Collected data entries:
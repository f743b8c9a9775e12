use std::fs;
use std::path::{Path, PathBuf};

use anyhow::{Context, Result};
use tracing::{info, info_span};

use fieldmap_core::{EngineConfig, MappingEngine, MappingStrategy, OraclePolicy};
use fieldmap_model::{MappingConfiguration, SchemaNode};

use crate::cli::{InspectArgs, MapArgs, OutputFormatArg};
use crate::oracle_command::command_oracle;
use crate::summary::{print_map_summary, print_schema_table};

/// Everything `map` produced, kept for reporting.
#[derive(Debug)]
pub struct MapOutcome {
    pub source_path: PathBuf,
    pub target_path: PathBuf,
    pub source: SchemaNode,
    pub target: SchemaNode,
    pub strategy: MappingStrategy,
    pub oracle: String,
    pub config: MappingConfiguration,
}

pub fn run_map(args: &MapArgs) -> Result<MapOutcome> {
    let span = info_span!("map", source = %args.source.display(), target = %args.target.display());
    let _guard = span.enter();

    let engine = build_engine(args)?;
    let source = read_schema(&engine, &args.source, "source")?;
    let target = read_schema(&engine, &args.target, "target")?;
    let config = engine.generate(&source, &target);

    Ok(MapOutcome {
        source_path: args.source.clone(),
        target_path: args.target.clone(),
        source,
        target,
        strategy: engine.options().strategy,
        oracle: engine.oracle_name().to_string(),
        config,
    })
}

/// Write or print the result of [`run_map`] as requested by `args`.
pub fn emit_map(outcome: &MapOutcome, args: &MapArgs) -> Result<()> {
    if let Some(path) = &args.output {
        let json = serde_json::to_string_pretty(&outcome.config)
            .context("serialize mapping configuration")?;
        fs::write(path, json).with_context(|| format!("write {}", path.display()))?;
        info!(path = %path.display(), rules = outcome.config.len(), "wrote mapping configuration");
        return Ok(());
    }
    match args.format {
        OutputFormatArg::Json => {
            let json = serde_json::to_string_pretty(&outcome.config)
                .context("serialize mapping configuration")?;
            println!("{json}");
        }
        OutputFormatArg::Table => print_map_summary(outcome),
    }
    Ok(())
}

pub fn run_inspect(args: &InspectArgs) -> Result<SchemaNode> {
    let engine = match &args.config {
        Some(path) => MappingEngine::from_config_file(path)
            .with_context(|| format!("load config {}", path.display()))?,
        None => MappingEngine::default(),
    };
    let root = read_schema(&engine, &args.file, "document")?;
    match args.format {
        OutputFormatArg::Json => {
            let json = serde_json::to_string_pretty(&root).context("serialize schema tree")?;
            println!("{json}");
        }
        OutputFormatArg::Table => print_schema_table(&root),
    }
    Ok(root)
}

/// Engine from the config file, with command-line flags taking precedence.
pub fn build_engine(args: &MapArgs) -> Result<MappingEngine> {
    let config = match &args.config {
        Some(path) => EngineConfig::load(path)
            .with_context(|| format!("load config {}", path.display()))?,
        None => EngineConfig::default(),
    };

    let mut options = config.options();
    if let Some(strategy) = args.strategy {
        options = options.with_strategy(strategy.into());
    }
    if args.validate_oracle {
        options = options.with_oracle_policy(OraclePolicy::Validated);
    }

    let engine = MappingEngine::new(options);
    let engine = match (&args.oracle_command, config.synonym_table()) {
        (Some(command_line), _) => engine.with_oracle(command_oracle(command_line)?),
        (None, Some(table)) => engine.with_oracle(table),
        (None, None) => engine,
    };
    Ok(engine)
}

fn read_schema(engine: &MappingEngine, path: &Path, role: &str) -> Result<SchemaNode> {
    let text = fs::read_to_string(path)
        .with_context(|| format!("read {role} document {}", path.display()))?;
    engine
        .build_schema(&text)
        .with_context(|| format!("parse {role} document {}", path.display()))
}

- **WORK TO COMPLETE**
Please print all the data again exactly as given.

- **SOLUTION FOR THIS EXERCISE**
repository f743b8c9a9775e12
use std::fs;
use std::path::{Path, PathBuf};

use anyhow::{Context, Result};
use tracing::{info, info_span};

use fieldmap_core::{EngineConfig, MappingEngine, MappingStrategy, OraclePolicy};
use fieldmap_model::{MappingConfiguration, SchemaNode};

use crate::cli::{InspectArgs, MapArgs, OutputFormatArg};
use crate::oracle_command::command_oracle;
use crate::summary::{print_map_summary, print_schema_table};

/// Everything `map` produced, kept for reporting.
#[derive(Debug)]
pub struct MapOutcome {
    pub source_path: PathBuf,
    pub target_path: PathBuf,
    pub source: SchemaNode,
    pub target: SchemaNode,
    pub strategy: MappingStrategy,
    pub oracle: String,
    pub config: MappingConfiguration,
}

pub fn run_map(args: &MapArgs) -> Result<MapOutcome> {
    let span = info_span!("map", source = %args.source.display(), target = %args.target.display());
    let _guard = span.enter();

    let engine = build_engine(args)?;
    let source = read_schema(&engine, &args.source, "source")?;
    let target = read_schema(&engine, &args.target, "target")?;
    let config = engine.generate(&source, &target);

    Ok(MapOutcome {
        source_path: args.source.clone(),
        target_path: args.target.clone(),
        source,
        target,
        strategy: engine.options().strategy,
        oracle: engine.oracle_name().to_string(),
        config,
    })
}

/// Write or print the result of [`run_map`] as requested by `args`.
pub fn emit_map(outcome: &MapOutcome, args: &MapArgs) -> Result<()> {
    if let Some(path) = &args.output {
        let json = serde_json::to_string_pretty(&outcome.config)
            .context("serialize mapping configuration")?;
        fs::write(path, json).with_context(|| format!("write {}", path.display()))?;
        info!(path = %path.display(), rules = outcome.config.len(), "wrote mapping configuration");
        return Ok(());
    }
    match args.format {
        OutputFormatArg::Json => {
            let json = serde_json::to_string_pretty(&outcome.config)
                .context("serialize mapping configuration")?;
            println!("{json}");
        }
        OutputFormatArg::Table => print_map_summary(outcome),
    }
    Ok(())
}

pub fn run_inspect(args: &InspectArgs) -> Result<SchemaNode> {
    let engine = match &args.config {
        Some(path) => MappingEngine::from_config_file(path)
            .with_context(|| format!("load config {}", path.display()))?,
        None => MappingEngine::default(),
    };
    let root = read_schema(&engine, &args.file, "document")?;
    match args.format {
        OutputFormatArg::Json => {
            let json = serde_json::to_string_pretty(&root).context("serialize schema tree")?;
            println!("{json}");
        }
        OutputFormatArg::Table => print_schema_table(&root),
    }
    Ok(root)
}

/// Engine from the config file, with command-line flags taking precedence.
pub fn build_engine(args: &MapArgs) -> Result<MappingEngine> {
    let config = match &args.config {
        Some(path) => EngineConfig::load(path)
            .with_context(|| format!("load config {}", path.display()))?,
        None => EngineConfig::default(),
    };

    let mut options = config.options();
    if let Some(strategy) = args.strategy {
        options = options.with_strategy(strategy.into());
    }
    if args.validate_oracle {
        options = options.with_oracle_policy(OraclePolicy::Validated);
    }

    let engine = MappingEngine::new(options);
    let engine = match (&args.oracle_command, config.synonym_table()) {
        (Some(command_line), _) => engine.with_oracle(command_oracle(command_line)?),
        (None, Some(table)) => engine.with_oracle(table),
        (None, None) => engine,
    };
    Ok(engine)
}

fn read_schema(engine: &MappingEngine, path: &Path, role: &str) -> Result<SchemaNode> {
    let text = fs::read_to_string(path)
        .with_context(|| format!("read {role} document {}", path.display()))?;
    engine
        .build_schema(&text)
        .with_context(|| format!("parse {role} document {}", path.display()))
}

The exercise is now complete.